In his 2005 book, Reforging the White Republic: Race, Religion, and American Nationalism, 1865-1898, historian Edward Blum shows how Christians in U.S. northern states in the late 19th century abandoned the project of helping former slaves in order to reconcile with white southerners. Many historians in the past have focused on the Cult of the Lost Cause and the South in general as the location where a latent white supremacy would emerge in the form of Jim Crow. Blum’s work analyzes the way in which religious northerners were equally as culpable for “reforging” a “white republic” in the years following the Civil War.
According to Blum, many of these religious northerners eschewed their prior commitments to anti-slavery in order to reconcile with southerners.

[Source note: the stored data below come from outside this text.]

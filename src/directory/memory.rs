//! In-Memory Directory Store
//!
//! Holds users, groups and organizational units with their memberships and
//! access-control entries. Loaded from and saved to a JSON snapshot. The
//! access-rule mutations follow directory object-security semantics: explicit
//! entries are edited, inherited entries are left alone.

use super::DirectoryStore;
use crate::error::{AdAclError, Result};
use crate::security::acl::{AccessRuleEntry, AccessRuleSpec};
use crate::types::{IdentityRef, ObjectKind, PrincipalIdentity};

use async_trait::async_trait;
use serde::{Deserialize, Serialize};
use std::collections::{HashSet, VecDeque};
use std::path::Path;
use std::sync::atomic::{AtomicBool, Ordering};
use std::sync::Arc;
use tokio::sync::RwLock as AsyncRwLock;
use tracing::{debug, info};

/// One directory object as stored in a snapshot
#[derive(Debug, Clone, PartialEq, Eq, Serialize, Deserialize)]
pub struct DirectoryEntryRecord {
    /// Required for users and groups
    #[serde(default, skip_serializing_if = "Option::is_none")]
    pub sid: Option<String>,
    pub name: String,
    pub distinguished_name: String,
    pub kind: ObjectKind,
    #[serde(default, skip_serializing_if = "Vec::is_empty")]
    pub aliases: Vec<String>,
    /// Groups this object is a direct member of, by any identity
    #[serde(default, skip_serializing_if = "Vec::is_empty")]
    pub member_of: Vec<String>,
    #[serde(default)]
    pub access_rules: Vec<AccessRuleEntry>,
}

impl DirectoryEntryRecord {
    fn new(sid: Option<String>, name: &str, distinguished_name: &str, kind: ObjectKind) -> Self {
        Self {
            sid,
            name: name.to_string(),
            distinguished_name: distinguished_name.to_string(),
            kind,
            aliases: Vec::new(),
            member_of: Vec::new(),
            access_rules: Vec::new(),
        }
    }

    pub fn user(sid: &str, name: &str, distinguished_name: &str) -> Self {
        Self::new(Some(sid.to_string()), name, distinguished_name, ObjectKind::User)
    }

    pub fn group(sid: &str, name: &str, distinguished_name: &str) -> Self {
        Self::new(Some(sid.to_string()), name, distinguished_name, ObjectKind::Group)
    }

    pub fn organizational_unit(name: &str, distinguished_name: &str) -> Self {
        Self::new(None, name, distinguished_name, ObjectKind::OrganizationalUnit)
    }

    pub fn member_of(mut self, group: impl Into<String>) -> Self {
        self.member_of.push(group.into());
        self
    }

    pub fn with_alias(mut self, alias: impl Into<String>) -> Self {
        self.aliases.push(alias.into());
        self
    }

    pub fn with_rule(mut self, rule: AccessRuleEntry) -> Self {
        self.access_rules.push(rule);
        self
    }

    fn has_sid(&self, sid: &str) -> bool {
        self.sid
            .as_deref()
            .is_some_and(|own| own.eq_ignore_ascii_case(sid))
    }

    fn matches(&self, identity: &str) -> bool {
        self.has_sid(identity)
            || self.name.eq_ignore_ascii_case(identity)
            || self.distinguished_name.eq_ignore_ascii_case(identity)
            || self.aliases.iter().any(|alias| alias.eq_ignore_ascii_case(identity))
    }
}

#[derive(Debug, Clone, Default, PartialEq, Eq, Serialize, Deserialize)]
pub struct DirectorySnapshot {
    #[serde(default)]
    pub entries: Vec<DirectoryEntryRecord>,
}

impl DirectorySnapshot {
    pub fn new() -> Self {
        Self::default()
    }

    pub fn with_entry(mut self, entry: DirectoryEntryRecord) -> Self {
        self.entries.push(entry);
        self
    }

    pub fn from_file(path: impl AsRef<Path>) -> Result<Self> {
        let content = std::fs::read_to_string(path.as_ref())?;
        Ok(serde_json::from_str(&content)?)
    }
}

#[derive(Debug, Default)]
struct DirectoryState {
    entries: Vec<DirectoryEntryRecord>,
    /// Resolved `member_of` of each entry, as entry positions
    memberships: Vec<Vec<usize>>,
}

impl DirectoryState {
    fn build(snapshot: DirectorySnapshot) -> Result<Self> {
        let mut state = Self {
            entries: snapshot.entries,
            memberships: Vec::new(),
        };

        let mut sids = HashSet::new();
        for entry in &state.entries {
            match (&entry.sid, entry.kind.is_principal()) {
                (None, true) => {
                    return Err(AdAclError::InvalidConfig(format!(
                        "directory entry [{}] is a {} without a sid",
                        entry.name, entry.kind
                    )));
                }
                (Some(sid), _) => {
                    if !sids.insert(sid.to_ascii_uppercase()) {
                        return Err(AdAclError::InvalidConfig(format!(
                            "directory sid [{}] is used by more than one entry",
                            sid
                        )));
                    }
                }
                (None, false) => {}
            }
        }

        let mut memberships = Vec::with_capacity(state.entries.len());
        for entry in &state.entries {
            let mut groups = Vec::with_capacity(entry.member_of.len());
            for group in &entry.member_of {
                let position = state
                    .find(group, |candidate| candidate.kind == ObjectKind::Group)
                    .map_err(|e| {
                        AdAclError::InvalidConfig(format!(
                            "directory entry [{}] is a member of [{}]: {}",
                            entry.name, group, e
                        ))
                    })?;
                groups.push(position);
            }
            memberships.push(groups);
        }
        state.memberships = memberships;

        Ok(state)
    }

    /// Position of the single entry matching `identity` and `filter`. An
    /// exact security identifier match wins over name and alias matches.
    fn find(
        &self,
        identity: &str,
        filter: impl Fn(&DirectoryEntryRecord) -> bool,
    ) -> Result<usize> {
        let identity = identity.trim();
        if let Some(position) = self
            .entries
            .iter()
            .position(|entry| filter(entry) && entry.has_sid(identity))
        {
            return Ok(position);
        }

        let mut matches = self
            .entries
            .iter()
            .enumerate()
            .filter(|(_, entry)| filter(entry) && entry.matches(identity))
            .map(|(position, _)| position);

        match (matches.next(), matches.next()) {
            (Some(position), None) => Ok(position),
            (None, _) => Err(AdAclError::NotFound(identity.to_string())),
            (Some(_), Some(_)) => Err(AdAclError::Ambiguous(identity.to_string())),
        }
    }

    fn find_principal(&self, identity: &str) -> Result<usize> {
        self.find(identity, |entry| entry.kind.is_principal())
    }

    fn find_object(&self, identity: &str) -> Result<usize> {
        self.find(identity, |_| true)
    }

    fn principal(&self, position: usize) -> Result<PrincipalIdentity> {
        let entry = &self.entries[position];
        let sid = entry
            .sid
            .as_deref()
            .ok_or_else(|| AdAclError::NotFound(entry.name.clone()))?;
        Ok(PrincipalIdentity {
            sid: Arc::from(sid),
            name: entry.name.clone(),
            kind: entry.kind,
        })
    }

    fn group_closure(&self, position: usize) -> HashSet<IdentityRef> {
        let mut visited = HashSet::new();
        let mut closure = HashSet::new();
        let mut queue: VecDeque<usize> = self.memberships[position].iter().copied().collect();

        while let Some(group) = queue.pop_front() {
            if !visited.insert(group) {
                continue;
            }
            if let Some(sid) = &self.entries[group].sid {
                closure.insert(Arc::from(sid.as_str()));
            }
            queue.extend(self.memberships[group].iter().copied());
        }

        closure
    }

    /// Stored security identifier and name of the principal owning `sid`
    fn trustee(&self, sid: &str) -> Option<(&str, &str)> {
        self.entries
            .iter()
            .filter(|entry| entry.kind.is_principal())
            .find_map(|entry| {
                entry
                    .sid
                    .as_deref()
                    .filter(|stored| stored.eq_ignore_ascii_case(sid))
                    .map(|stored| (stored, entry.name.as_str()))
            })
    }

    /// Entry for `spec` keyed by the stored form of its trustee's identifier
    fn canonical_entry(&self, spec: &AccessRuleSpec) -> Result<AccessRuleEntry> {
        let (sid, _) = self
            .trustee(&spec.principal)
            .ok_or_else(|| AdAclError::NotFound(format!("trustee [{}]", spec.principal)))?;
        let mut entry = spec.to_entry();
        entry.identity_reference = Arc::from(sid);
        Ok(entry)
    }
}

Famed New York pastor Henry Ward Beecher advocated throughout the war for abolition, but at the war’s conclusion shifted his tune from advocating for former slaves to advocating for reconciliation of the North and South. His sister, Harriet Beecher Stowe, the author of Uncle Tom’s Cabin, likewise shifted her rhetoric towards reconciliation between the two sides of the war.
The late 19th century also witnessed the rise of Dwight Moody and a budding evangelical movement. As Blum explains, Moody’s evangelical style sought to generalize wartime experiences in ways that blurred the lines between those who fought for the Confederacy and those who fought for the Union. For Moody, the cross was higher than both the Confederacy and the Union. In essence, spiritual matters were more important than the conflicts of this world.
As the century progressed, Blum highlights how other factors brought white northern and southern interests together. A yellow fever epidemic in 1878 in the southern states led to northern relief efforts among white southerners in far greater numbers than relief efforts among black southerners.
While anti-slavery societies and abolitionists had made slavery the moral agenda of the antebellum period, the rise of the Woman’s Christian Temperance Union led to a new moral crusade against alcohol. Addressing the needs of recently freed slaves took a backseat to other moral problems that found support in both the North and South.
Lastly, the Spanish-American War also garnered support from the North and South, as both sought to relieve the Spanish of their control of Cuba and the Philippines.
Blum’s story is not only compelling; it is chilling. In the aftermath of immense national conflict, those who emerged the victors did not seek justice, but rather a cheap reconciliation, the effects of which we may still feel today. Addressing the problem of race was pushed aside in support of national unity. Indeed both the North and the South in Blum’s narrative were flawed, but both chose to ignore addressing their flaws in favor of reconciling with one another.
Readers may have heard that this is an election year, and a fairly heated one at that. I do not intend to presume a victor, but I do intend to raise the question: “How will we reforge our republic after Nov. 8?” Certainly there will be a victor and nearly half of the country will be enthusiastic about the new president, while the other half will have to contend with four years of someone they vehemently disdain. How will America approach reconciliation in the months and years following this election?
Reconciliation is certainly something that should be a much sought after goal in the wake of this election, but we cannot prioritize reconciliation without first committing to the difficult work of addressing the flaws that have been unearthed in this election cycle. The issues of racism, sexism, ableism, heterosexism, Islamophobia and a slew of other problems are not issues on which we can agree to disagree. These are issues that must be addressed in our society as well as our churches. They cannot be neglected for the convenience of a cheap reconciliation.